I have owned a 2001 mits 2wd with a landscape body for two years now. put 30000 gruling city miles on it - these are my expierences

4 wheel dual caliper abs brakes are great. truck steers perfect- no slop after 165k mi. truck runs like new after 165k too. plenty of power- haul 7000 lb loader, 3000 lb trailer and truck full of gravel and merge on to freeway no problem. stops nice too. 5.35 axle ratio and auto trans makes it a fast city truck slow highway truck. I shortened the frame from long wheel base to short in a day. mounted floodlights, inverter, a mini crane and tool boxes, trouble lights. made a real work truck out of it. when the fit hits the shan- guys like having the mits around. 

truck makes a good driver out of you, employees like it, fits in regular car wash, starts without plugging in to -5 f, regular pickups feel like toys compared to a mits- super easy to work on, gets lots of complements. needs big tools to get lug nuts off- and a 6' breaker bar. flip the cab up, and the dump box back and everything is in the open. People are in awe when you can stand in the engine compartment, compared to leaning over the hood of pickup. cab is bouncy- but not harsh. you will spill lots of coffee in these things. cab has no squeeks or rattles. mpg is 11, but have gotten as high as 14, same is my 2002 chev hd2500. 

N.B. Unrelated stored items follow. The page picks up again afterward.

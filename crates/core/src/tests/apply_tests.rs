// Copyright (C) 2026 Fred Clausen
// Use of this source code is governed by an MIT-style
// license that can be found in the LICENSE file or at
// https://opensource.org/licenses/MIT.

use super::helpers::{T0, T1, create_test_tender, rename};
use crate::{CoreError, NewTender, TenderCommand, TenderTransition, apply, new_tender};
use tender_bid_domain::{
    DomainError, Tender, TenderEdit, TenderFields, TenderStatus, TenderVersion,
};

#[test]
fn test_new_tender_starts_created_at_version_one() {
    let tender: Tender = create_test_tender();
    assert_eq!(tender.status, TenderStatus::Created);
    assert_eq!(tender.version, 1);
    assert_eq!(tender.created_at, T0);
    assert_eq!(tender.updated_at, T0);
}

#[test]
fn test_new_tender_rejects_invalid_fields() {
    let result: Result<Tender, CoreError> = new_tender(
        NewTender {
            id: String::from("tender-2"),
            fields: TenderFields::new(&"x".repeat(101), "", "Delivery"),
            organization_id: String::from("org-1"),
            creator_id: String::from("user-1"),
        },
        T0,
    );
    assert!(matches!(
        result,
        Err(CoreError::DomainViolation(DomainError::InvalidName(_)))
    ));
}

#[test]
fn test_new_tender_rejects_blank_organization() {
    let result: Result<Tender, CoreError> = new_tender(
        NewTender {
            id: String::from("tender-2"),
            fields: TenderFields::new("Name", "", "Delivery"),
            organization_id: String::new(),
            creator_id: String::from("user-1"),
        },
        T0,
    );
    assert!(matches!(
        result,
        Err(CoreError::DomainViolation(
            DomainError::InvalidIdentifier { .. }
        ))
    ));
}

#[test]
fn test_edit_snapshots_pre_edit_fields_at_current_version() {
    let tender: Tender = create_test_tender();

    let transition: TenderTransition =
        apply(&tender, TenderCommand::Edit(rename("Bridge repair")), T1).unwrap();

    let snapshot: TenderVersion = transition.snapshot.unwrap();
    assert_eq!(snapshot.version, 1);
    assert_eq!(snapshot.name, "Road repair");
    assert_eq!(snapshot.created_at, T1);

    assert_eq!(transition.new_state.version, 2);
    assert_eq!(transition.new_state.name, "Bridge repair");
    assert_eq!(transition.new_state.description, "Fix potholes");
    assert_eq!(transition.new_state.updated_at, T1);
    assert_eq!(transition.new_state.created_at, T0);
}

#[test]
fn test_edit_without_fields_is_rejected() {
    let tender: Tender = create_test_tender();
    let result = apply(&tender, TenderCommand::Edit(TenderEdit::default()), T1);
    assert_eq!(
        result,
        Err(CoreError::DomainViolation(DomainError::NoFieldsToUpdate))
    );
}

#[test]
fn test_edit_with_invalid_description_is_rejected() {
    let tender: Tender = create_test_tender();
    let edit: TenderEdit = TenderEdit {
        description: Some("d".repeat(501)),
        ..TenderEdit::default()
    };
    let result = apply(&tender, TenderCommand::Edit(edit), T1);
    assert!(matches!(
        result,
        Err(CoreError::DomainViolation(
            DomainError::InvalidDescription(_)
        ))
    ));
}

#[test]
fn test_edit_does_not_touch_status() {
    let mut tender: Tender = create_test_tender();
    tender.status = TenderStatus::Published;
    let transition = apply(&tender, TenderCommand::Edit(rename("Other")), T1).unwrap();
    assert_eq!(transition.new_state.status, TenderStatus::Published);
}

#[test]
fn test_rollback_rejects_snapshot_from_other_tender() {
    let tender: Tender = create_test_tender();
    let mut target: TenderVersion = tender.snapshot(T0);
    target.tender_id = String::from("tender-9");

    let result = apply(&tender, TenderCommand::Rollback { target }, T1);
    assert!(matches!(result, Err(CoreError::SnapshotMismatch { .. })));
}

#[test]
fn test_version_overflow_is_reported() {
    let mut tender: Tender = create_test_tender();
    tender.version = i32::MAX;
    let result = apply(&tender, TenderCommand::Edit(rename("Other")), T1);
    assert_eq!(result, Err(CoreError::VersionOverflow(i32::MAX)));
}

#[test]
fn test_set_status_is_unversioned() {
    let tender: Tender = create_test_tender();
    let transition = apply(
        &tender,
        TenderCommand::SetStatus(TenderStatus::Published),
        T1,
    )
    .unwrap();
    assert!(transition.snapshot.is_none());
    assert_eq!(transition.new_state.version, 1);
    assert_eq!(transition.new_state.status, TenderStatus::Published);
}

#[test]
fn test_set_status_allows_reopening_closed_tender() {
    let mut tender: Tender = create_test_tender();
    tender.status = TenderStatus::Closed;
    let transition = apply(
        &tender,
        TenderCommand::SetStatus(TenderStatus::Created),
        T1,
    )
    .unwrap();
    assert_eq!(transition.new_state.status, TenderStatus::Created);
}

#[test]
fn test_command_names() {
    assert_eq!(TenderCommand::Edit(TenderEdit::default()).name(), "Edit");
    assert_eq!(
        TenderCommand::SetStatus(TenderStatus::Closed).name(),
        "SetStatus"
    );
}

I have also driven 2007 fg 4x4 and 2007 2wd. here is the dope- the 4x4 has a derated motor because the transfer case cant handle the torque. also the new 6 spd automatic wont fit in the 4x4's becasue it is too long. The extra power a 4x2 has is quite noticable. my 2001 is winding out at 70 at 2900 rpm, the new trucks are both are geared better, especially the 2wd with a double overdrive. 2200 @ 65 or so. the 6 speed automatic in the 4x2's are awsome with the increased power, also are very quiet with insulation on valve cover and electronic fuel injection. you hear a nice turbo whine if you listen closely. the 4x4 is like driving a tractor, extra ride height is nice, exhaust brake works great with a manual. the 4x2s are really fast in traffic, people get suprised when you beat em off the line. the stick shift in the fg cant be shifted fast enough to keep up with the speed of the truck, and is a little notchy- maybe cause it was new. very easy to miss a shift ( not employee friendly.) I also heard the 4x2s can be ordered from the port with posi, but my dealer says no. I was leaning towards the fg- but not after driving it. the 2wd is faster, way easier to drive, fits thru drivethru at mcdonalds carwash bank etc- turns sharper, a little better gearing and 6 spd auto for less money. also sterling/international trucks is selling the rebadged mits. hope this helps- pete


----------